Todd Bowden, tredicenne californiano, scopre che nella sua città si nasconde, col nome di Arthur Denker, il comandante del campo di sterminio di Patin, Kurt Dussander.
Invece di denunciare il criminale di guerra, Todd andrà a bussare alla sua porta, non per estorcere denaro, ma per sentire dalla bocca di chi l’ha vissuta come carnefice, la storia dell’Olocausto.
Superate le prime diffidenze, tra i due s'instaura un legame perverso, ponte che unisce la morbosa curiosità del ragazzo al passato di Dussander. Passato che pian piano contamina la vita di Todd: i suoi voti calano, i rapporti con gli amici e con le ragazze si assottigliano, la menzogna diventa il suo pane quotidiano. Emerge la sua indole violenta e Todd, da studente modello, si trasforma in un implacabile assassino a caccia di barboni.
Nel finale la bilancia sembra tornare in equilibrio: Dussander prossimo all'estradizione in Israele, Todd smascherato e visto per ciò che è, un mostro dagli occhi azzurri e dai capelli biondi.
Un ragazzo sveglio è uno dei quattro racconti di Stagioni Diverse, una delle più note raccolte di Stephen King.
In questa storia la mostruosità si annida nella quotidianità che ognuno di noi potrebbe vivere.
Il “mostro” è un ragazzo di buona famiglia, che nella vita può ambire ai più alti successi e che nel suo cammino troverà tutte le porte aperte.
Eppure in questo “ragazzo sveglio” è nascosta una metà oscura, un’ombra che grazie al vecchio tedesco avrà la meglio su tutto il resto: pagina dopo pagina emerge la lenta metamorfosi. La trasformazione in un essere capace di atti indicibili e di provare sentimenti ripugnanti. Capace di celare a tutti la sua vera natura, offuscata con abilità per far credere a chi gli sta intorno che lui, Todd Bowden, è un tipico “bravo ragazzo”.
Ho letto per la prima volta questo racconto quando avevo quattordici anni, compiaciuto per essermi imbattuto un'altra buona storia di King.
Letta per la seconda volta oggi, dopo quasi vent'anni, sono riuscito a percepire l'effettiva forza di questa storia, dove il “male”, quello qualunquista di cui ha parlato Hannah Arendt ne La banalità del male, si nasconde dietro la faccia sorridente di un ragazzo che incarna tutti gli stereotipi dell’adolescente americano. Un ragazzo che nasconde dentro di sé quell’oscurità, frutto però della luce, dalla quale ci ha messo in guardia Joseph Conrad in Cuore di Tenebra. Le tenebre che tallonano il benessere, la ricchezza e che possono dare alla luce un frutto maligno come Todd Bowden, o i tanti uomini e donne che hanno lavorato attivamente nei campi di sterminio o negli uffici del Terzo Reich.
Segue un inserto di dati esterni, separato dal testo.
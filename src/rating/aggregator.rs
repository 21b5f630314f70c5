// SPDX-License-Identifier: AGPL-3.0-or-later
//
// Copyright (C) 2026 Relational Network

//! Course reviews and the cached average rating.
//!
//! A review mutation and the recompute of `average_rating` share one write
//! transaction. The recompute step is best-effort: when it fails the error
//! is logged and the review mutation still commits.

use std::collections::BTreeMap;

use chrono::Utc;
use tracing::{info, warn};

use crate::catalog::joins::instructor_of;
use crate::error::{CourseError, CourseResult};
use crate::models::{
    CourseInfo, CourseReviews, PageQuery, ReviewResponse, ReviewedCourse, Reviewer, UserReview,
    UserReviews,
};
use crate::storage::{
    CourseDatabase, CourseRepository, EnrollmentRepository, OwnershipCheck, ReadScope,
    ReviewRecord, ReviewRepository, UserRepository, WriteScope,
};

const REVIEW_NOT_FOUND: &str = "Review not found";
const INVALID_RATING: &str = "Rating is required and must be between 1 and 5";

pub const MIN_RATING: u8 = 1;
pub const MAX_RATING: u8 = 5;

pub struct RatingAggregator<'a> {
    db: &'a CourseDatabase,
}

impl<'a> RatingAggregator<'a> {
    pub fn new(db: &'a CourseDatabase) -> Self {
        Self { db }
    }

    /// Review a course the caller is enrolled in.
    pub fn submit_review(
        &self,
        caller_id: u64,
        course_id: u64,
        rating: Option<i64>,
        comment: Option<String>,
    ) -> CourseResult<ReviewResponse> {
        let rating = validate_rating(rating)?;

        let review = self.db.write(|txn| -> CourseResult<ReviewResponse> {
            CourseRepository::new(txn)
                .get_active(course_id)?
                .ok_or_else(|| CourseError::NotFound("Course not found".into()))?;

            if EnrollmentRepository::new(txn).find(caller_id, course_id)?.is_none() {
                return Err(CourseError::Forbidden(
                    "You must be enrolled in this course to leave a review".into(),
                ));
            }

            let review = ReviewRepository::new(txn)
                .create(caller_id, course_id, rating, comment, Utc::now())?
                .ok_or_else(|| CourseError::Conflict("You have already reviewed this course".into()))?;

            refresh_average(txn, course_id);
            review_response(txn, review)
        })?;

        info!(review_id = review.id, course_id, rating, "Review submitted");
        Ok(review)
    }

    /// Replace the rating and comment of the caller's review. An absent
    /// comment clears the stored one.
    pub fn edit_review(
        &self,
        caller_id: u64,
        review_id: u64,
        rating: Option<i64>,
        comment: Option<String>,
    ) -> CourseResult<ReviewResponse> {
        let rating = validate_rating(rating)?;

        self.db.write(|txn| -> CourseResult<ReviewResponse> {
            let reviews = ReviewRepository::new(txn);
            let mut review = reviews
                .get(review_id)?
                .owned_by(caller_id, REVIEW_NOT_FOUND)?;

            review.rating = rating;
            review.comment = comment;
            review.updated_at = Utc::now();
            reviews.save(&review)?;

            refresh_average(txn, review.course_id);
            info!(review_id, rating, "Review updated");
            review_response(txn, review)
        })
    }

    pub fn delete_review(&self, caller_id: u64, review_id: u64) -> CourseResult<()> {
        self.db.write(|txn| -> CourseResult<()> {
            let reviews = ReviewRepository::new(txn);
            let review = reviews
                .get(review_id)?
                .owned_by(caller_id, REVIEW_NOT_FOUND)?;

            reviews.delete(&review)?;
            refresh_average(txn, review.course_id);
            Ok(())
        })?;

        info!(review_id, "Review deleted");
        Ok(())
    }

    /// Reviews of an active course, newest first, with the rating summary.
    pub fn list_course_reviews(&self, course_id: u64, page: PageQuery) -> CourseResult<CourseReviews> {
        self.db.read(|txn| -> CourseResult<CourseReviews> {
            let course = CourseRepository::new(txn)
                .get_active(course_id)?
                .ok_or_else(|| CourseError::NotFound("Course not found".into()))?;

            let all = ReviewRepository::new(txn).for_course(course_id)?;
            let rating_distribution = distribution(all.iter().map(|r| r.rating));
            let (window, pagination) = page.paginate(all);

            let mut reviews = Vec::with_capacity(window.len());
            for review in window {
                reviews.push(review_response(txn, review)?);
            }

            Ok(CourseReviews {
                reviews,
                course_info: CourseInfo {
                    id: course.id,
                    title: course.title,
                    average_rating: course.average_rating,
                    total_reviews: pagination.total,
                },
                pagination,
                rating_distribution,
            })
        })
    }

    /// The caller's own reviews, newest first.
    pub fn list_user_reviews(&self, caller_id: u64, page: PageQuery) -> CourseResult<UserReviews> {
        self.db.read(|txn| -> CourseResult<UserReviews> {
            let (window, pagination) = page.paginate(ReviewRepository::new(txn).for_user(caller_id)?);

            let courses = CourseRepository::new(txn);
            let mut reviews = Vec::with_capacity(window.len());
            for review in window {
                let course = courses.get(review.course_id)?.ok_or_else(|| {
                    CourseError::Internal(format!(
                        "review {} references missing course {}",
                        review.id, review.course_id
                    ))
                })?;
                let instructor = instructor_of(txn, &course)?;

                reviews.push(UserReview {
                    id: review.id,
                    rating: review.rating,
                    comment: review.comment,
                    created_at: review.created_at,
                    updated_at: review.updated_at,
                    course: ReviewedCourse {
                        id: course.id,
                        title: course.title,
                        instructor_name: instructor.name,
                    },
                });
            }

            Ok(UserReviews {
                reviews,
                pagination,
            })
        })
    }
}

fn validate_rating(rating: Option<i64>) -> CourseResult<u8> {
    rating
        .filter(|r| (i64::from(MIN_RATING)..=i64::from(MAX_RATING)).contains(r))
        .and_then(|r| u8::try_from(r).ok())
        .ok_or_else(|| CourseError::InvalidInput(INVALID_RATING.into()))
}

/// Mean rating rounded half-up to one decimal; 0 without ratings.
pub fn average(ratings: &[u8]) -> f64 {
    if ratings.is_empty() {
        return 0.0;
    }
    let count = ratings.len() as u64;
    let sum: u64 = ratings.iter().map(|r| u64::from(*r)).sum();
    let tenths = (sum * 20 + count) / (count * 2);
    tenths as f64 / 10.0
}

/// Review count per star, every star present.
fn distribution(ratings: impl Iterator<Item = u8>) -> BTreeMap<u8, u64> {
    let mut counts: BTreeMap<u8, u64> = (MIN_RATING..=MAX_RATING).map(|star| (star, 0)).collect();
    for rating in ratings {
        *counts.entry(rating).or_default() += 1;
    }
    counts
}

/// Recompute and store a course's average rating.
pub fn recompute_average<S: WriteScope>(scope: &S, course_id: u64) -> CourseResult<f64> {
    let courses = CourseRepository::new(scope);
    let mut course = courses
        .get(course_id)?
        .ok_or_else(|| CourseError::NotFound("Course not found".into()))?;

    let ratings = ReviewRepository::new(scope).ratings_for_course(course_id)?;
    course.average_rating = average(&ratings);
    courses.save(&course)?;
    Ok(course.average_rating)
}

fn refresh_average<S: WriteScope>(scope: &S, course_id: u64) {
    if let Err(err) = recompute_average(scope, course_id) {
        warn!(course_id, error = %err, "Failed to recompute course average rating");
    }
}

fn review_response<S: ReadScope>(scope: &S, review: ReviewRecord) -> CourseResult<ReviewResponse> {
    let user = UserRepository::new(scope).get(review.user_id)?.ok_or_else(|| {
        CourseError::Internal(format!(
            "review {} references missing user {}",
            review.id, review.user_id
        ))
    })?;

    Ok(ReviewResponse {
        id: review.id,
        course_id: review.course_id,
        rating: review.rating,
        comment: review.comment,
        created_at: review.created_at,
        updated_at: review.updated_at,
        user: Reviewer {
            id: user.id,
            name: user.name,
        },
    })
}
// SPDX-License-Identifier: AGPL-3.0-or-later
//
// Copyright (C) 2026 Relational Network

//! # Record Store
//!
//! Durable storage for users, courses, lessons, enrollments and reviews,
//! backed by a single embedded redb database.
//!
//! ## Layout
//!
//! ```text
//! {DATA_DIR}/
//!   coursify.redb    # all tables, see `database` for the table layout
//! ```
//!
//! ## Usage
//!
//! Repositories borrow a transaction, so multi-step operations compose
//! inside one `CourseDatabase::write` call and commit (or abort) together:
//!
//! ```ignore
//! db.write(|txn| {
//!     let enrollment = EnrollmentRepository::new(txn).create(user_id, course_id, now)?;
//!     Ok::<_, StoreError>(enrollment)
//! })?;
//! ```

pub mod database;
pub mod ownership;
pub mod records;
pub mod repository;

pub use database::{CourseDatabase, ReadScope, StoreError, StoreResult, WriteScope};
pub use ownership::{OwnedResource, OwnershipCheck};
pub use records::{CourseRecord, EnrollmentRecord, LessonRecord, ReviewRecord, UserRecord};
pub use repository::{
    CourseRepository, EnrollmentRepository, LessonRepository, NewCourse, NewLesson,
    ReviewRepository, UserRepository,
};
Nel 1998 Un ragazzo sveglio è stato portato sul grande schermo, con il titolo L’allievo, di Bryan Singer. Nel cast sono presenti, oltre a Joshua Jackson e David Schwimmer (il Ross di Friends) Ian McKellen nel ruolo di Dussander e Brad Renfro in quello di Todd.
Sebbene il film sia di discreta qualità, non può reggere il paragone con il racconto: mentre nell'opera di King la mostruosità di Todd, il suo lato oscuro è descritto con abilità inaudita, nel film diventa un mero elemento del personaggio di Todd.
Punto di forza del lungometraggio è il finale, dove il regista è riuscito a mostrare quello di cui il ragazzo è capace pur di ottenere ciò che vuole.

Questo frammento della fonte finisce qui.